On April 29, 1999, REMEC acquired the outstanding shares of Airtech in
a transaction accounted for as a pooling of interests. Accordingly, all
accompanying historical financial statement information has been restated to
include Airtech's operations, assets and liabilities.
In March 1999, REMEC acquired WACOM Products in a transaction accounted
for as a purchase. The condensed consolidated statements of income and cash
flows for the nine month period ended October 29, 1999 include REMEC WACOM's
results of operations from March 29, 1999. REMEC's October 29, 1999 balance
sheet includes REMEC WACOM's assets and liabilities.
REMEC's research and development efforts in the defense industry are
conducted in direct response to the unique requirements of a customer's order
and, accordingly, expenditures related to such efforts are included in cost of
sales and the related funding is included in net sales. As a result, historical
REMEC funded research and development expenses related to defense programs have
been minimal. As REMEC's commercial business has expanded, research and
development expenses have generally increased in amount and as a percentage of
sales. REMEC expects this trend to continue, although research and development
expenses may fluctuate on a quarterly basis both in amount and as a percentage
of sales. The expansion of REMEC's commercial business also has resulted in
increased inventory obsolescence. Although REMEC has added additional inventory
management controls, the commercial business is subject to more frequent product
changes and therefore, inventory obsolescence may continue at current levels or
increase.
Currently, REMEC derives significant revenues from a limited group of
customers and expects that it will continue to do so in the immediate future. In
certain circumstances, customers place purchase orders but release quantities
incrementally against those purchase orders, subject to an agreed period of
performance. At the time a purchase order is placed, REMEC records the entire
amount of the purchase order as backlog, even if the customer releases
quantities incrementally against the purchase order. An amount of REMEC's
backlog with these customers can be canceled at any time generally without
substantial penalties. As a result, any cancellation, reduction or delay in
orders by or delays in shipments to any significant customer may have a material
adverse effect on REMEC's business, financial condition and results of
operations. For example, REMEC's results of operations during fiscal 1999 were
adversely affected by a significant decline in commercial revenues from their
prior levels.
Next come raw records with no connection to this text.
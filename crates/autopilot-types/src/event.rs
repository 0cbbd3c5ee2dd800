//! Audit events emitted by the engine.
//!
//! Every workflow or step state write produces a `workflow_state_transition`
//! event; every pre-flight gate evaluation produces a `security_gate_decision`
//! event. Events are append-only.

use std::fmt;

use chrono::{DateTime, Utc};
use serde::{Deserialize, Serialize};
use uuid::Uuid;

#[derive(Debug, Clone, Copy, PartialEq, Eq, Hash, Serialize, Deserialize)]
#[serde(rename_all = "snake_case")]
pub enum AuditEventKind {
    WorkflowStateTransition,
    SecurityGateDecision,
    WorkflowRequeued,
}

impl fmt::Display for AuditEventKind {
    fn fmt(&self, f: &mut fmt::Formatter<'_>) -> fmt::Result {
        match self {
            AuditEventKind::WorkflowStateTransition => write!(f, "workflow_state_transition"),
            AuditEventKind::SecurityGateDecision => write!(f, "security_gate_decision"),
            AuditEventKind::WorkflowRequeued => write!(f, "workflow_requeued"),
        }
    }
}

/// A single audit sink entry.
#[derive(Debug, Clone, PartialEq, Serialize, Deserialize)]
pub struct AuditEvent {
    pub id: Uuid,
    pub kind: AuditEventKind,
    pub org_id: String,
    pub workflow_id: Uuid,
    /// Step name, absent for workflow-level transitions.
    #[serde(default, skip_serializing_if = "Option::is_none")]
    pub step_id: Option<String>,
    /// Workflow status, step status, or gate decision (`allow`/`rewrite`/`block`).
    pub status: String,
    #[serde(default, skip_serializing_if = "Option::is_none")]
    pub error_code: Option<String>,
    #[serde(default, skip_serializing_if = "Option::is_none")]
    pub started_at: Option<DateTime<Utc>>,
    #[serde(default, skip_serializing_if = "Option::is_none")]
    pub finished_at: Option<DateTime<Utc>>,
    #[serde(default, skip_serializing_if = "Option::is_none")]
    pub detail: Option<String>,
    pub recorded_at: DateTime<Utc>,
}

impl AuditEvent {
    /// Workflow- or step-level state transition.
    pub fn transition(
        org_id: &str,
        workflow_id: Uuid,
        step_id: Option<&str>,
        status: impl Into<String>,
    ) -> Self {
        Self::new(AuditEventKind::WorkflowStateTransition, org_id, workflow_id, step_id, status)
    }

    pub fn new(
        kind: AuditEventKind,
        org_id: &str,
        workflow_id: Uuid,
        step_id: Option<&str>,
        status: impl Into<String>,
    ) -> Self {
        Self {
            id: Uuid::now_v7(),
            kind,
            org_id: org_id.to_string(),
            workflow_id,
            step_id: step_id.map(str::to_string),
            status: status.into(),
            error_code: None,
            started_at: None,
            finished_at: None,
            detail: None,
            recorded_at: Utc::now(),
        }
    }

    pub fn with_error_code(mut self, code: impl Into<String>) -> Self {
        self.error_code = Some(code.into());
        self
    }

    pub fn with_timing(
        mut self,
        started_at: Option<DateTime<Utc>>,
        finished_at: Option<DateTime<Utc>>,
    ) -> Self {
        self.started_at = started_at;
        self.finished_at = finished_at;
        self
    }

    pub fn with_detail(mut self, detail: impl Into<String>) -> Self {
        self.detail = Some(detail.into());
        self
    }
}
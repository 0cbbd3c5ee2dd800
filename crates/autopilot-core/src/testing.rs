//! Test doubles shared by the engine's unit tests.

use std::collections::{BTreeMap, HashMap, VecDeque};
use std::hash::{DefaultHasher, Hash, Hasher};
use std::sync::Mutex;
use std::sync::atomic::{AtomicUsize, Ordering};
use std::time::Duration;

use autopilot_types::dead_letter::DeadLetterRecord;
use autopilot_types::failure::FailureClass;
use autopilot_types::payload::{StepInput, StepOutput};
use autopilot_types::workflow::{
    ExecutionFlags, StepDefinition, StepResult, StepStatus, Workflow, WorkflowStatus,
    WorkflowTemplate,
};
use chrono::Utc;
use uuid::Uuid;

use crate::service::hash::ContentHasher;
use crate::workflow::gate::{BlockKind, GateDecision, PreflightGate};
use crate::workflow::template::build_steps;
use crate::workflow::tool::{ToolFailure, ToolInterface, ToolRequest};

// ---------------------------------------------------------------------------
// Hasher
// ---------------------------------------------------------------------------

pub(crate) struct TestHasher;

impl ContentHasher for TestHasher {
    fn compute_hash(&self, content: &str) -> String {
        let mut hasher = DefaultHasher::new();
        content.hash(&mut hasher);
        format!("{:016x}", hasher.finish())
    }
}

// ---------------------------------------------------------------------------
// Fixtures
// ---------------------------------------------------------------------------

pub(crate) fn workflow_for(template: WorkflowTemplate, org_id: &str) -> Workflow {
    let steps = build_steps(template, org_id);
    let results = steps.iter().map(|s| StepResult::pending(&s.name)).collect();
    Workflow {
        id: Uuid::now_v7(),
        org_id: org_id.to_string(),
        template,
        status: WorkflowStatus::Queued,
        flags: ExecutionFlags::default(),
        input_hash: "test-input-hash".to_string(),
        steps,
        results,
        created_at: Utc::now(),
        started_at: None,
        finished_at: None,
    }
}

/// Dashboard workflow: load_catalog -> select_template -> store_artifact.
pub(crate) fn sample_workflow(org_id: &str) -> Workflow {
    workflow_for(WorkflowTemplate::Dashboard, org_id)
}

pub(crate) fn success_result(step_name: &str, key: &str) -> StepResult {
    StepResult {
        status: StepStatus::Success,
        output: Some(StepOutput::LoadCatalog {
            tables: vec!["analytics.orders".to_string()],
        }),
        output_hash: Some(format!("hash-{key}")),
        started_at: Some(Utc::now()),
        finished_at: Some(Utc::now()),
        idempotency_key: Some(key.to_string()),
        ..StepResult::pending(step_name)
    }
}

pub(crate) fn dead_letter_record(org_id: &str) -> DeadLetterRecord {
    let wf = sample_workflow(org_id);
    DeadLetterRecord {
        id: Uuid::now_v7(),
        workflow_id: wf.id,
        org_id: org_id.to_string(),
        template: wf.template,
        failed_step: "select_template".to_string(),
        final_failure_class: FailureClass::MalformedResponse,
        original_input_hash: wf.input_hash.clone(),
        step_history: wf.results.clone(),
        error_history: vec![],
        requeue_history: vec![],
        created_at: Utc::now(),
    }
}

/// Well-formed output for any step input.
pub(crate) fn default_output(input: &StepInput) -> StepOutput {
    let sampled = input.is_sampled();
    match input {
        StepInput::IntrospectSchemas { .. } => StepOutput::IntrospectSchemas {
            datasets: 2,
            tables: 6,
            cache_hit: false,
        },
        StepInput::ProfileTables { .. } => StepOutput::ProfileTables {
            profiled_tables: 6,
            sampled,
        },
        StepInput::ProfileColumns { .. } => StepOutput::ProfileColumns {
            profiled_columns: 42,
            sampled,
        },
        StepInput::DetectPii { .. } => StepOutput::DetectPii {
            high_confidence: vec!["users.email".to_string()],
            low_confidence: vec![],
        },
        StepInput::RecommendStarters { .. } => StepOutput::RecommendStarters {
            tables: vec!["analytics.orders".to_string()],
        },
        StepInput::StoreCatalog { connection_id } => StepOutput::StoreCatalog {
            stored: true,
            connection_id: connection_id.clone(),
        },
        StepInput::LoadCatalog {} => StepOutput::LoadCatalog {
            tables: vec!["analytics.orders".to_string()],
        },
        StepInput::SelectTemplate { .. } => StepOutput::SelectTemplate {
            templates: vec!["revenue_overview".to_string()],
        },
        StepInput::StoreArtifact { artifact } => StepOutput::StoreArtifact {
            artifact_id: "art_1".to_string(),
            artifact: *artifact,
        },
        StepInput::CollectKpis { .. } => StepOutput::CollectKpis {
            metrics: BTreeMap::from([("revenue".to_string(), 1200.0)]),
            sampled,
        },
        StepInput::DraftMemo { .. } => StepOutput::DraftMemo {
            headline: "Revenue up".to_string(),
            word_count: 120,
        },
    }
}

// ---------------------------------------------------------------------------
// ScriptedTool
// ---------------------------------------------------------------------------

/// One scripted response, consumed in order per step.
#[derive(Debug, Clone)]
pub(crate) enum Scripted {
    Fail(FailureClass),
    Partial,
    Sleep(Duration),
    Output(StepOutput),
}

#[derive(Debug, Clone)]
pub(crate) struct ToolCall {
    pub workflow_id: Uuid,
    pub step: String,
    pub idempotency_key: String,
    pub sampled: bool,
    pub input: StepInput,
    pub context_steps: Vec<String>,
    pub at: tokio::time::Instant,
}

/// Tool double: pops scripted responses per step, succeeds once exhausted.
#[derive(Default)]
pub(crate) struct ScriptedTool {
    script: Mutex<HashMap<String, VecDeque<Scripted>>>,
    calls: Mutex<Vec<ToolCall>>,
    in_flight: AtomicUsize,
    max_in_flight: AtomicUsize,
}

impl ScriptedTool {
    pub fn new() -> Self {
        Self::default()
    }

    pub fn fail(self, step: &str, class: FailureClass, times: usize) -> Self {
        for _ in 0..times {
            self.inject(step, Scripted::Fail(class));
        }
        self
    }

    pub fn push(self, step: &str, response: Scripted) -> Self {
        self.inject(step, response);
        self
    }

    pub fn inject(&self, step: &str, response: Scripted) {
        self.script
            .lock()
            .unwrap()
            .entry(step.to_string())
            .or_default()
            .push_back(response);
    }

    pub fn calls(&self) -> Vec<ToolCall> {
        self.calls.lock().unwrap().clone()
    }

    pub fn calls_for(&self, step: &str) -> Vec<ToolCall> {
        self.calls().into_iter().filter(|c| c.step == step).collect()
    }

    /// Highest number of invocations observed running at the same time.
    pub fn max_in_flight(&self) -> usize {
        self.max_in_flight.load(Ordering::SeqCst)
    }

    pub fn calls_for_workflow(&self, workflow_id: Uuid) -> Vec<ToolCall> {
        self.calls()
            .into_iter()
            .filter(|c| c.workflow_id == workflow_id)
            .collect()
    }
}

impl ToolInterface for ScriptedTool {
    async fn invoke(&self, request: ToolRequest) -> Result<StepOutput, ToolFailure> {
        self.calls.lock().unwrap().push(ToolCall {
            workflow_id: request.workflow_id,
            step: request.step_name.clone(),
            idempotency_key: request.idempotency_key.clone(),
            sampled: request.sampled,
            input: request.input.clone(),
            context_steps: request.context.step_names().map(str::to_string).collect(),
            at: tokio::time::Instant::now(),
        });

        let next = {
            let mut script = self.script.lock().unwrap();
            script
                .get_mut(&request.step_name)
                .and_then(|queue| queue.pop_front())
        };

        let current = self.in_flight.fetch_add(1, Ordering::SeqCst) + 1;
        self.max_in_flight.fetch_max(current, Ordering::SeqCst);
        let response = self.respond(next, &request).await;
        self.in_flight.fetch_sub(1, Ordering::SeqCst);
        response
    }
}

impl ScriptedTool {
    async fn respond(
        &self,
        next: Option<Scripted>,
        request: &ToolRequest,
    ) -> Result<StepOutput, ToolFailure> {
        match next {
            None => Ok(default_output(&request.input)),
            Some(Scripted::Fail(class)) => Err(ToolFailure::new(class, format!("simulated {class}"))),
            Some(Scripted::Partial) => Err(ToolFailure::partial(
                default_output(&request.input),
                "some tables were unreadable",
            )),
            Some(Scripted::Sleep(duration)) => {
                tokio::time::sleep(duration).await;
                Ok(default_output(&request.input))
            }
            Some(Scripted::Output(output)) => Ok(output),
        }
    }
}

// ---------------------------------------------------------------------------
// ScriptedGate
// ---------------------------------------------------------------------------

/// Gate double that blocks or samples named steps and allows the rest.
#[derive(Default)]
pub(crate) struct ScriptedGate {
    blocked: HashMap<String, BlockKind>,
    sampled: Vec<String>,
}

impl ScriptedGate {
    pub fn block(step: &str, kind: BlockKind) -> Self {
        Self {
            blocked: HashMap::from([(step.to_string(), kind)]),
            sampled: vec![],
        }
    }

    pub fn sample(step: &str) -> Self {
        Self {
            blocked: HashMap::new(),
            sampled: vec![step.to_string()],
        }
    }
}

impl PreflightGate for ScriptedGate {
    async fn evaluate(&self, _org_id: &str, step: &StepDefinition) -> GateDecision {
        if let Some(kind) = self.blocked.get(&step.name) {
            return GateDecision::Block {
                kind: *kind,
                reason: format!("{} blocked by test gate", step.name),
            };
        }
        if self.sampled.contains(&step.name) {
            return GateDecision::Rewrite(StepDefinition {
                input: step.input.sampled(),
                ..step.clone()
            });
        }
        GateDecision::Allow
    }
}
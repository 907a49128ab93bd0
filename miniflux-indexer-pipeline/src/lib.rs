//! # Miniflux Indexer Pipeline
//!
//! This crate provides the pipeline that keeps miniflux entries indexed for
//! full-text search.
//!
//! ## Architecture
//!
//! ```text
//! CursorScanner → bounded queue (2 × batch size) → IndexWorker × N
//!                                                   ├─ TextProcessor
//!                                                   └─ IndexWriter
//! ```
//!
//! 1. **Scanner**: Reads entries above the watermark in id-ordered batches
//! 2. **Processor**: Extracts readable text, detects the language, and
//!    segments Mandarin text
//! 3. **Writer**: Updates the search vector and upserts the completion record
//! 4. **Orchestrator**: Owns the queue and the worker pool, and propagates
//!    one cancellation signal to every component

pub mod config;
pub mod errors;
pub mod orchestrator;
pub mod processor;
pub mod scanner;
pub mod worker;
pub mod writer;

pub use config::PipelineConfig;
pub use errors::PipelineError;
pub use orchestrator::Orchestrator;
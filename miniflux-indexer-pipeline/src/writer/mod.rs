//! Writer module for the indexer pipeline.
//!
//! Persists processing results: the weighted search vector on the source
//! entry, then the completion record in the metadata store.

use std::sync::Arc;
use tracing::{debug, instrument};

use crate::errors::PipelineError;
use crate::processor::ProcessedEntry;
use miniflux_indexer_repository::{EntrySource, IndexInfoStore};
use miniflux_indexer_shared::{BuildInfo, DocumentTokens, IndexMeta};

/// Metadata key holding the indexer version that produced a record.
pub const META_INDEXER_VERSION: &str = "indexer_version";
/// Metadata key holding the number of title tokens.
pub const META_TITLE_TOKENS: &str = "title_tokens";
/// Metadata key holding the number of content tokens.
pub const META_CONTENT_TOKENS: &str = "content_tokens";

/// Writer shared by every worker.
///
/// Both writes are safe to repeat, so an entry delivered twice ends in the
/// same state as one delivered once.
pub struct IndexWriter {
    source: Arc<dyn EntrySource>,
    index_info: Arc<dyn IndexInfoStore>,
    build_info: BuildInfo,
}

impl IndexWriter {
    pub fn new(
        source: Arc<dyn EntrySource>,
        index_info: Arc<dyn IndexInfoStore>,
        build_info: BuildInfo,
    ) -> Self {
        Self {
            source,
            index_info,
            build_info,
        }
    }

    /// Persist one processed entry.
    ///
    /// The vector write, when there are tokens, happens before the completion
    /// upsert. If it fails the upsert is skipped and the entry stays
    /// unrecorded.
    #[instrument(skip(self, processed), fields(entry_id = processed.entry_id, language = %processed.language))]
    pub async fn write(&self, processed: &ProcessedEntry) -> Result<(), PipelineError> {
        if let Some(tokens) = &processed.tokens {
            self.write_document_vector(processed.entry_id, tokens).await?;
        }

        let meta = self.completion_meta(processed.tokens.as_ref());
        self.upsert_completion(processed.entry_id, &processed.language, &meta)
            .await
    }

    /// Replace the weighted search vector of an entry.
    pub async fn write_document_vector(
        &self,
        entry_id: i64,
        tokens: &DocumentTokens,
    ) -> Result<(), PipelineError> {
        self.source
            .update_document_vector(entry_id, tokens)
            .await
            .map_err(|e| PipelineError::write(entry_id, e))?;

        debug!(
            entry_id,
            title_tokens = tokens.title_token_count(),
            content_tokens = tokens.content_token_count(),
            "Updated document vector"
        );
        Ok(())
    }

    /// Insert or overwrite the completion record of an entry.
    pub async fn upsert_completion(
        &self,
        entry_id: i64,
        language: &str,
        meta: &IndexMeta,
    ) -> Result<(), PipelineError> {
        self.index_info
            .upsert_index_info(entry_id, language, meta)
            .await
            .map_err(|e| PipelineError::write(entry_id, e))?;

        debug!(entry_id, language, "Recorded completion");
        Ok(())
    }

    fn completion_meta(&self, tokens: Option<&DocumentTokens>) -> IndexMeta {
        let meta = IndexMeta::new().with(META_INDEXER_VERSION, self.build_info.version.clone());
        match tokens {
            Some(tokens) => meta
                .with(META_TITLE_TOKENS, tokens.title_token_count())
                .with(META_CONTENT_TOKENS, tokens.content_token_count()),
            None => meta,
        }
    }
}
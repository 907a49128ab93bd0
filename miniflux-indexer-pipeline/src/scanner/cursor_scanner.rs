//! Resumable id-cursor scanner.
//!
//! The watermark is the highest entry id this scanner has seen. It advances
//! as rows are taken from a batch, not when they are indexed, so a crash can
//! leave entries below the watermark without a completion record. Those are
//! only picked up again by a reindex run.

use std::sync::Arc;
use std::time::Duration;

use tokio::sync::mpsc;
use tokio_util::sync::CancellationToken;
use tracing::{debug, info, instrument, warn};

use crate::config::PipelineConfig;
use crate::errors::PipelineError;
use miniflux_indexer_repository::{EntryBatch, EntrySource, IndexInfoStore};
use miniflux_indexer_shared::Entry;

/// Deadline for reading the starting watermark.
pub const WATERMARK_QUERY_TIMEOUT: Duration = Duration::from_secs(3);

/// State of the scan loop.
#[derive(Debug, Clone, Copy, PartialEq, Eq)]
pub enum ScanState {
    /// Query the next batch right away.
    ScanningBatch,
    /// Sleep for the scan interval, or until cancellation.
    IdleWaiting,
}

impl ScanState {
    /// State following a batch of `count` rows.
    ///
    /// A full batch means more rows are likely pending.
    pub fn after_batch(count: usize, batch_size: usize) -> Self {
        if count >= batch_size {
            Self::ScanningBatch
        } else {
            Self::IdleWaiting
        }
    }
}

/// Scanner that pushes unindexed entries into the worker queue.
pub struct CursorScanner {
    source: Arc<dyn EntrySource>,
    index_info: Arc<dyn IndexInfoStore>,
    reindex: bool,
    batch_size: usize,
    scan_interval: Duration,
}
This decline in commercial revenues was primarily attributable to
requests by certain customers to delay deliveries of previously announced
requirements. REMEC believes that some of these delays were attributable to
economic difficulties in the Asian markets or other international markets in
which REMEC's customers operate, and to the increased competition among the
participants in those markets. There can be no assurance that similar delays
will not recur in the future.
REMEC has also experienced continued pricing pressure on follow-on
orders for existing defense programs on which REMEC participates, and REMEC
anticipates that there will be fewer available defense programs to which it can
market its products in the future. Failure of REMEC to replace sales
attributable to a significant defense program or contract at the end of that
program or contract, whether due to cancellation, spending cuts, budgetary
constraints or otherwise, may have a material adverse effect on REMEC's
business, financial condition or results of operations.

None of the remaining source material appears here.